Work instruction
What is the number of lines in the entries that include the word "enumerate"? Respond with the number only.

Task inputs
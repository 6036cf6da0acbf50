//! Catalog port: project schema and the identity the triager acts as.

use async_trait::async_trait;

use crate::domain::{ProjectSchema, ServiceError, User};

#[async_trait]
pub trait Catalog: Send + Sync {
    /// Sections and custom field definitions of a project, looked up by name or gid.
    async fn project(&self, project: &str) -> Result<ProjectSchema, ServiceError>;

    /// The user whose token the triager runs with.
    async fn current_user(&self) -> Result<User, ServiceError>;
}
==
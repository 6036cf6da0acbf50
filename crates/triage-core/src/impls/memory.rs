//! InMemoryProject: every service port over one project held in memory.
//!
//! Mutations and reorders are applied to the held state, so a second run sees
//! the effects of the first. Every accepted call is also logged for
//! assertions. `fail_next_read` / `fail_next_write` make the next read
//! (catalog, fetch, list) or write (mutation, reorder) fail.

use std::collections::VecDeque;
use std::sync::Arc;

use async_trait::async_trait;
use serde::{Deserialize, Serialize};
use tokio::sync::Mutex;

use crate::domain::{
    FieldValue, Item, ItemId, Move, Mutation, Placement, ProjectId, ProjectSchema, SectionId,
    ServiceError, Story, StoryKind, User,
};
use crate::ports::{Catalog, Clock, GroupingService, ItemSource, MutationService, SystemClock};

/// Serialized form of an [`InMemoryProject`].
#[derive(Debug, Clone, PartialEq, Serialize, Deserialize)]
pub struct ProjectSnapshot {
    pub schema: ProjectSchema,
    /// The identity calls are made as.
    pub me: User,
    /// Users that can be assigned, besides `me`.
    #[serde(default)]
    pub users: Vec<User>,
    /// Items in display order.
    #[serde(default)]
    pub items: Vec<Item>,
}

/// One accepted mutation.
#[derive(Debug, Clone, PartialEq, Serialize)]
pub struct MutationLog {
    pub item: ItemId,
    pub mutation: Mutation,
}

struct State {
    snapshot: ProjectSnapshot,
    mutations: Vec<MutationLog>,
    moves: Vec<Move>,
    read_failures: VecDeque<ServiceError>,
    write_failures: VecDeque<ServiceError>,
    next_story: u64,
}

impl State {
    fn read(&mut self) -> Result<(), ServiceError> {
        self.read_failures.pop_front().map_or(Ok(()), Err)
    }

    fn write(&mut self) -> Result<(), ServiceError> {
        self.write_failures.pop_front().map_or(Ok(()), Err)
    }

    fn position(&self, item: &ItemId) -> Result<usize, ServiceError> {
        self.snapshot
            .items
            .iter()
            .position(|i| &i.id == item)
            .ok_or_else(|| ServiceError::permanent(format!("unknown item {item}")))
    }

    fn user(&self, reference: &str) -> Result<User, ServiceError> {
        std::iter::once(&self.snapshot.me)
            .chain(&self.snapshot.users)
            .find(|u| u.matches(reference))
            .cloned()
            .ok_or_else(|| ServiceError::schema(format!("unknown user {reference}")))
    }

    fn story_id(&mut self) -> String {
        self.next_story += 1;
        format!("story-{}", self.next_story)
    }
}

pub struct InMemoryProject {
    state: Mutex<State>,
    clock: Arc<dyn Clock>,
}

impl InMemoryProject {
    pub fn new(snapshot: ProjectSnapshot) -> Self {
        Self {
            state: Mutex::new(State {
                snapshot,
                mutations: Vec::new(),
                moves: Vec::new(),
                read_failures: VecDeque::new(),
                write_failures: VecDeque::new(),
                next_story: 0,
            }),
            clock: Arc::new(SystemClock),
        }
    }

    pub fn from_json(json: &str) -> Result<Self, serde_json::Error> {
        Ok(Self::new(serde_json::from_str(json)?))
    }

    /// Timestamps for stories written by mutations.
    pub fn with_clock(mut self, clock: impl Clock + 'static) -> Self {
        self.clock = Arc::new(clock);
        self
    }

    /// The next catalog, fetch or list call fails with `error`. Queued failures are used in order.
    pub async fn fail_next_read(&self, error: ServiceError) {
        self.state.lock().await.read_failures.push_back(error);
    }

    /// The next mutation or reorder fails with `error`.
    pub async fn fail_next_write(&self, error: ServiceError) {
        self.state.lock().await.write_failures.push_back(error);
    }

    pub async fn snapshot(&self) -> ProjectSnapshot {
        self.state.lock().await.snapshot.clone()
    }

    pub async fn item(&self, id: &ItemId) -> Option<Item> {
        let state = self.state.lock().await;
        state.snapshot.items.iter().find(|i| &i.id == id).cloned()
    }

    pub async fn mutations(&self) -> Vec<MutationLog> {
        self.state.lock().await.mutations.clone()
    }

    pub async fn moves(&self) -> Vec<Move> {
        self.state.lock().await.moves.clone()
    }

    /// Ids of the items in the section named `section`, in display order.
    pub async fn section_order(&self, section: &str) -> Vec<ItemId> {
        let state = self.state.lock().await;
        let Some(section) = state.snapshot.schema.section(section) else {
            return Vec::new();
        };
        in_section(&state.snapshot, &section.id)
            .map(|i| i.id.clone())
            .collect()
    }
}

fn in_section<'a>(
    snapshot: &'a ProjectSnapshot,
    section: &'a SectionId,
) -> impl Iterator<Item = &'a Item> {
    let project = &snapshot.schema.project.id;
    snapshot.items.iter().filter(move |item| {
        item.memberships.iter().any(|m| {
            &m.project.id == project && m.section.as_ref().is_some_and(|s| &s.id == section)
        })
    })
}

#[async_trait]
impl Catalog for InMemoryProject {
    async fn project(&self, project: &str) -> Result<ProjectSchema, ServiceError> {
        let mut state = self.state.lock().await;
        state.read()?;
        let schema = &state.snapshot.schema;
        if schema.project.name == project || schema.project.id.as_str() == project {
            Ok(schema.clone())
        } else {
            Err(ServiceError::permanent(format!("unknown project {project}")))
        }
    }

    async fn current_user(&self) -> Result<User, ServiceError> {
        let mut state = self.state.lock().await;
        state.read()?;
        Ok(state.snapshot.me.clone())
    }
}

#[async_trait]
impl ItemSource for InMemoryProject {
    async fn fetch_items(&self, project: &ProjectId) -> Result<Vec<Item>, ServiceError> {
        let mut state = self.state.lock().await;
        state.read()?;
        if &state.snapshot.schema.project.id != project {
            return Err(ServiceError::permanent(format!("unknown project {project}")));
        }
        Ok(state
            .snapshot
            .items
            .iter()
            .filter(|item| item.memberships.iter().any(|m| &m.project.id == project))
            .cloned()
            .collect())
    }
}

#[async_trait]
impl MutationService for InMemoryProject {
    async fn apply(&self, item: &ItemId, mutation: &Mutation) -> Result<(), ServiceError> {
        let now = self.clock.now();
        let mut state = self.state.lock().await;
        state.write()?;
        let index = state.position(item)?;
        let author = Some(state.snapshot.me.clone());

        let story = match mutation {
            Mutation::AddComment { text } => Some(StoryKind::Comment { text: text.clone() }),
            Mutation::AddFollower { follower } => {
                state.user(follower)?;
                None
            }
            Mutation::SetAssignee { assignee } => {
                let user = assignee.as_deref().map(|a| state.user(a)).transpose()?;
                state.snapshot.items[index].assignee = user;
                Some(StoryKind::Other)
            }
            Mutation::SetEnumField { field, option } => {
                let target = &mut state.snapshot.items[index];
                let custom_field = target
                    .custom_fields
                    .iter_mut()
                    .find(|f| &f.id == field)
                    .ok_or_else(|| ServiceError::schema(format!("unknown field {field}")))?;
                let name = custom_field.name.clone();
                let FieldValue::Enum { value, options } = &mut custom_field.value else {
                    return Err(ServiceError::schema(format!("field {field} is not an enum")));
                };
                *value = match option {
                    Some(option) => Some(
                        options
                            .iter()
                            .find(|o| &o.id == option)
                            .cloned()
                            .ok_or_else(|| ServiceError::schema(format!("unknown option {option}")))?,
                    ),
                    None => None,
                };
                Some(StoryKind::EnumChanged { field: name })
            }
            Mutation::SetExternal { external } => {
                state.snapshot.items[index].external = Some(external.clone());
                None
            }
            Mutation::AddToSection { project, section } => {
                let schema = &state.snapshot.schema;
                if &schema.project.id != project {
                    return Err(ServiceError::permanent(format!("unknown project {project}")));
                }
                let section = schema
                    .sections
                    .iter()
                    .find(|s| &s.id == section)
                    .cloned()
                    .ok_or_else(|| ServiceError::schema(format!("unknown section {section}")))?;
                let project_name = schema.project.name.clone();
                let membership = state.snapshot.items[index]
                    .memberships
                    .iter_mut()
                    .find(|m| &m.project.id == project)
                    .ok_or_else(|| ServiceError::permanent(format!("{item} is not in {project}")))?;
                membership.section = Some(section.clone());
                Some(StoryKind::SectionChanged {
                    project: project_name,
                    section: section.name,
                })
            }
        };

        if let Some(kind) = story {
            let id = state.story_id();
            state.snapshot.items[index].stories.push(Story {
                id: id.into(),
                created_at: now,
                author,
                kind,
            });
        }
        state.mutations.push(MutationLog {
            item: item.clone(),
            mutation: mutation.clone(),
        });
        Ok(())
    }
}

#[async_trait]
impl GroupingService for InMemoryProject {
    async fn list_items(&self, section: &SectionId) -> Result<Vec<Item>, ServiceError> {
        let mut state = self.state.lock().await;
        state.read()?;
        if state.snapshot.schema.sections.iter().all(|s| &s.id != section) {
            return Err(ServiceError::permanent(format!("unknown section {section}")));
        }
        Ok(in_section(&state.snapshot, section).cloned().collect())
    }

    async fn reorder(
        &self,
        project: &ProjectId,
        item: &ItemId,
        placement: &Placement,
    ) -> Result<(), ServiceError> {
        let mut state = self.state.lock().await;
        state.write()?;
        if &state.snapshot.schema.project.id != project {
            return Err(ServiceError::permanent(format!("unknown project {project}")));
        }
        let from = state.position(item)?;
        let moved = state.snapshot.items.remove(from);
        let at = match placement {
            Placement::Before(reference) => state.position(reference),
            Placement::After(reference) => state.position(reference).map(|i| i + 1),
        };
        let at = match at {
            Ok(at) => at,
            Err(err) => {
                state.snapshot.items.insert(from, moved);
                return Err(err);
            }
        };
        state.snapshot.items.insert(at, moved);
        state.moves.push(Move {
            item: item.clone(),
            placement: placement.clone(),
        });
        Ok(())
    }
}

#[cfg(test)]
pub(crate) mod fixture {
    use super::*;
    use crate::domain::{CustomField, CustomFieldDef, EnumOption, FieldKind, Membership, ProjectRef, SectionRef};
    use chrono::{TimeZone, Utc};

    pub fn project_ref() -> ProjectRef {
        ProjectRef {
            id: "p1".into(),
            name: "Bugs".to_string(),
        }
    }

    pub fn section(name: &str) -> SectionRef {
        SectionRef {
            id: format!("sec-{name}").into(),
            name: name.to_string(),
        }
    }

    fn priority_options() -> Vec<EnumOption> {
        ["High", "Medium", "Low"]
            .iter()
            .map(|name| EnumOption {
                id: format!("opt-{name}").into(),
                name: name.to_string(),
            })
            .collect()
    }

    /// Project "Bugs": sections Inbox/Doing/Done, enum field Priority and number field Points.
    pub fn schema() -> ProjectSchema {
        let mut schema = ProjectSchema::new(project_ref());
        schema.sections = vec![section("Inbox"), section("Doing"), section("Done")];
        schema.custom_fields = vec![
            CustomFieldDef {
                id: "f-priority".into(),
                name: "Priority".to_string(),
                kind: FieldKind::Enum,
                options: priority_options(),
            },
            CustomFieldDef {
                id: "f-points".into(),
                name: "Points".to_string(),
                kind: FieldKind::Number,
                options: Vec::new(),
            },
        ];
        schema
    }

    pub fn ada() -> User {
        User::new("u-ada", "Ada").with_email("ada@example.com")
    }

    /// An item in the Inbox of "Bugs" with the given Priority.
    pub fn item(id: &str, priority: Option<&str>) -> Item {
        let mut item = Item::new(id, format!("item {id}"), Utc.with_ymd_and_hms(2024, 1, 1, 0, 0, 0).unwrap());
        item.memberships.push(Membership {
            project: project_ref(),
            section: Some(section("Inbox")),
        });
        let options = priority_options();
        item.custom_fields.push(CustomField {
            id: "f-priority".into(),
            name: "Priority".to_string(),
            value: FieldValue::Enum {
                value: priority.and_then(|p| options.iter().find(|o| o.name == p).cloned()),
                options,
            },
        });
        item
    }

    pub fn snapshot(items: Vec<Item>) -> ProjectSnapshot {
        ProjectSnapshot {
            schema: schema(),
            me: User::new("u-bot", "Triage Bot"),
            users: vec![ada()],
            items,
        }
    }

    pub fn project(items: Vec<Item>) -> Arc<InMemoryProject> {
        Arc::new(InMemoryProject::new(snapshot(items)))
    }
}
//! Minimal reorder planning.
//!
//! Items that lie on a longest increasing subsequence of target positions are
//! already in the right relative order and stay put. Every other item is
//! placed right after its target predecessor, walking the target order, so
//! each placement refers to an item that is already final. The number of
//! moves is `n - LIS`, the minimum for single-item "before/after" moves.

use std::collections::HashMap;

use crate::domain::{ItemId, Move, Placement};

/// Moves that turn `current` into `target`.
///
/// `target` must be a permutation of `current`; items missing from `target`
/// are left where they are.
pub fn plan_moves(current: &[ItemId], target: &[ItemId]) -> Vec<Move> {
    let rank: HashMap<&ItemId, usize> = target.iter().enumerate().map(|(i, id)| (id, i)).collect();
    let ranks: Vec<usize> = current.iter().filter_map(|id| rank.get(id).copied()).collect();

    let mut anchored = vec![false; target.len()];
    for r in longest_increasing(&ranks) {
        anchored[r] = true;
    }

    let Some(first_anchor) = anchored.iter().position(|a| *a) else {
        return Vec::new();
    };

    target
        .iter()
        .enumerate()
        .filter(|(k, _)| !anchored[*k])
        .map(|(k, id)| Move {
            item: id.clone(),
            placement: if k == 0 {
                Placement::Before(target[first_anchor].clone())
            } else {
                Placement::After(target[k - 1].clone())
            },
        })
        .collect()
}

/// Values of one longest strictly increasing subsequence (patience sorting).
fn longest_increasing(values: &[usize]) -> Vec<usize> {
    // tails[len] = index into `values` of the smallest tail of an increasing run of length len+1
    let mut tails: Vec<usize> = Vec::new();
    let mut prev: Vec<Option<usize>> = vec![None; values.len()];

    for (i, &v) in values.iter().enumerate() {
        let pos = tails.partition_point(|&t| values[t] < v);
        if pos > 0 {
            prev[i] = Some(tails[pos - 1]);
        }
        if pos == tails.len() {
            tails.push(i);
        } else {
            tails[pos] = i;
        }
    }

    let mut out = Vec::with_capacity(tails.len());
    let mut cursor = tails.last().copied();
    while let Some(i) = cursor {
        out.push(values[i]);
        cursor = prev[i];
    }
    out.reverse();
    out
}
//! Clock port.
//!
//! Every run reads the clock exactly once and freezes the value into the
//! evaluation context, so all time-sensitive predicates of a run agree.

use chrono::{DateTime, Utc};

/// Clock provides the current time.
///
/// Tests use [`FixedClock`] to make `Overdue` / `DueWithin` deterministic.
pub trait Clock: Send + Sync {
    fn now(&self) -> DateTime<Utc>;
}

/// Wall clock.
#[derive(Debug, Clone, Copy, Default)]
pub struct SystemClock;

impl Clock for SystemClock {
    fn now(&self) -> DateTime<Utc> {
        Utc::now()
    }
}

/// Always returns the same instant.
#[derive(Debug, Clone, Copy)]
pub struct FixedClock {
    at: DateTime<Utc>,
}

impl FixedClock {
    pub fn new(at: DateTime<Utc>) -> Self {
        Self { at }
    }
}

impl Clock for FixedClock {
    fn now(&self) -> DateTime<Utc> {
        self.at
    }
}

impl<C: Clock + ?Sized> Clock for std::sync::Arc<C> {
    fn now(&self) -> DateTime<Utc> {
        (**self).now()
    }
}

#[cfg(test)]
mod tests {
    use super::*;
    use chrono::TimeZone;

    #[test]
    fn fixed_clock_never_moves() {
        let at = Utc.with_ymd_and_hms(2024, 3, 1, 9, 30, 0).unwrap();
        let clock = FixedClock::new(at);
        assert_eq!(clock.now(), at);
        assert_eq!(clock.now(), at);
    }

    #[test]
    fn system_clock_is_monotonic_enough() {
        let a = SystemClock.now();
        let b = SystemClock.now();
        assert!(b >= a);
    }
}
--
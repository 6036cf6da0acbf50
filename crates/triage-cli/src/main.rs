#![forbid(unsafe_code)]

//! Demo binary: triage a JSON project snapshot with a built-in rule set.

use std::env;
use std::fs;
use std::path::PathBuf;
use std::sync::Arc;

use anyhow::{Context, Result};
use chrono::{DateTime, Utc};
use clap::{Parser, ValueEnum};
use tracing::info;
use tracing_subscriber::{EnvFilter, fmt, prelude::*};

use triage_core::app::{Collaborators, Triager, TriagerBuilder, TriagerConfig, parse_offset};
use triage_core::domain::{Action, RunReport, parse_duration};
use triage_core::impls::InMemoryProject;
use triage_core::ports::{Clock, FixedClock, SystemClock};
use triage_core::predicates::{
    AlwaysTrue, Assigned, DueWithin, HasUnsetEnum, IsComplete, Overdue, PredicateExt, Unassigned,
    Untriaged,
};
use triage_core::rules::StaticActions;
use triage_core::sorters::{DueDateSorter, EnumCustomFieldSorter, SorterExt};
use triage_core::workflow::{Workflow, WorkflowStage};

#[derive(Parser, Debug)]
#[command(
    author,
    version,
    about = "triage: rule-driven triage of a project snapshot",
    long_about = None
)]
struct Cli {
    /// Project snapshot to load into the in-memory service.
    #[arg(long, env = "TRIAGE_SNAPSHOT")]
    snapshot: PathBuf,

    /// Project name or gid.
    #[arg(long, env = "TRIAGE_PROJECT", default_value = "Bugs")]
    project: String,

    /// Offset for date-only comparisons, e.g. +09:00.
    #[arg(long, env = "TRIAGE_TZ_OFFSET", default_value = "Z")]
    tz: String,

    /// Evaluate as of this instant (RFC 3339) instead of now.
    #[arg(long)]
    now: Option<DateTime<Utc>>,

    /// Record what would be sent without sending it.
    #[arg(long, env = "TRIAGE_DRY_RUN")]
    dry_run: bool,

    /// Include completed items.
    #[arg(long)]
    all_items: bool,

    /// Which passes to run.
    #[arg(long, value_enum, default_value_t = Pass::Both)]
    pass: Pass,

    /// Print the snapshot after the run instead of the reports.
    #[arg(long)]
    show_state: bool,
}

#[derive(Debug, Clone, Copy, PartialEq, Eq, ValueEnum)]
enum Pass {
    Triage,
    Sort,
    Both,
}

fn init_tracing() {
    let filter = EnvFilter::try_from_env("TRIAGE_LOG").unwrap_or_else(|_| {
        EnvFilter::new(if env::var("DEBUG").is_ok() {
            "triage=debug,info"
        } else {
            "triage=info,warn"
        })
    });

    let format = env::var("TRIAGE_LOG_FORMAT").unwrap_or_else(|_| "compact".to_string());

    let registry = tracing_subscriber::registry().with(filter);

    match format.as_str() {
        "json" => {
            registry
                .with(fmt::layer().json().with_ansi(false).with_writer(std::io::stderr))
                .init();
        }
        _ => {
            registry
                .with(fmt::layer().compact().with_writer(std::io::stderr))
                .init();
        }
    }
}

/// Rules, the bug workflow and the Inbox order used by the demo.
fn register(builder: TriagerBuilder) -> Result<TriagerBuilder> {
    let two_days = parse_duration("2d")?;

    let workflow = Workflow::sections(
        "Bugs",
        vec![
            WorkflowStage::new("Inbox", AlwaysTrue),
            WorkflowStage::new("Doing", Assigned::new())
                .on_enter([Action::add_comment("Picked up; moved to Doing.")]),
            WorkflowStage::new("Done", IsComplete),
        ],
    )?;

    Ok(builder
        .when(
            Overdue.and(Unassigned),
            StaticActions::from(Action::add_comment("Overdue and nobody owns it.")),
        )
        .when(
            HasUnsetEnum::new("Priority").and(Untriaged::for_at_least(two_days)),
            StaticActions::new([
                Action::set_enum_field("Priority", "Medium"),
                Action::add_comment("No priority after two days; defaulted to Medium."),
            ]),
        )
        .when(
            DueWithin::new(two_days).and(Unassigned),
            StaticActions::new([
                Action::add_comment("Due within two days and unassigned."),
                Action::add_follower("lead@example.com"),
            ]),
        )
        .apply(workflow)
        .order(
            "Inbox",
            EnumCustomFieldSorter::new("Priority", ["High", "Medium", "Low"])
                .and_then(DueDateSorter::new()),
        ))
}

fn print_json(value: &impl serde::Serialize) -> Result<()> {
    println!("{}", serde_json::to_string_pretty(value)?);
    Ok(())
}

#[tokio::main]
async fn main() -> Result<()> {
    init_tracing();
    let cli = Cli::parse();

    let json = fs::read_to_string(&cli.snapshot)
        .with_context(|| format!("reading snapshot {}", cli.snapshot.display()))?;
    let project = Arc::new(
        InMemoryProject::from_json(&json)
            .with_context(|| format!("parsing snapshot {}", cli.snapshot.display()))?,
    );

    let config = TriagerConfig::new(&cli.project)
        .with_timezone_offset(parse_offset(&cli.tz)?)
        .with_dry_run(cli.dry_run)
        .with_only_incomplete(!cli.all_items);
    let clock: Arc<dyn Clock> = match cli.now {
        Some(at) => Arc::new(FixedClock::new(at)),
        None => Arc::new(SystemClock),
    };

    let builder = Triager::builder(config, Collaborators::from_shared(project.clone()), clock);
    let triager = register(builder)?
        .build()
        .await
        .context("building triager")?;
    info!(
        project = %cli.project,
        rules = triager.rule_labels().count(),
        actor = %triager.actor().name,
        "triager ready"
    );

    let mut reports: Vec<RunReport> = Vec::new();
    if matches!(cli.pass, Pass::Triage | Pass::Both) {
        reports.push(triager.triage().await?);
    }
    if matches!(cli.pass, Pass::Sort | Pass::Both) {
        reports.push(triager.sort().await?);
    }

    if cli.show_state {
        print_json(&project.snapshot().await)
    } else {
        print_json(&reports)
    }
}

Output for this task
3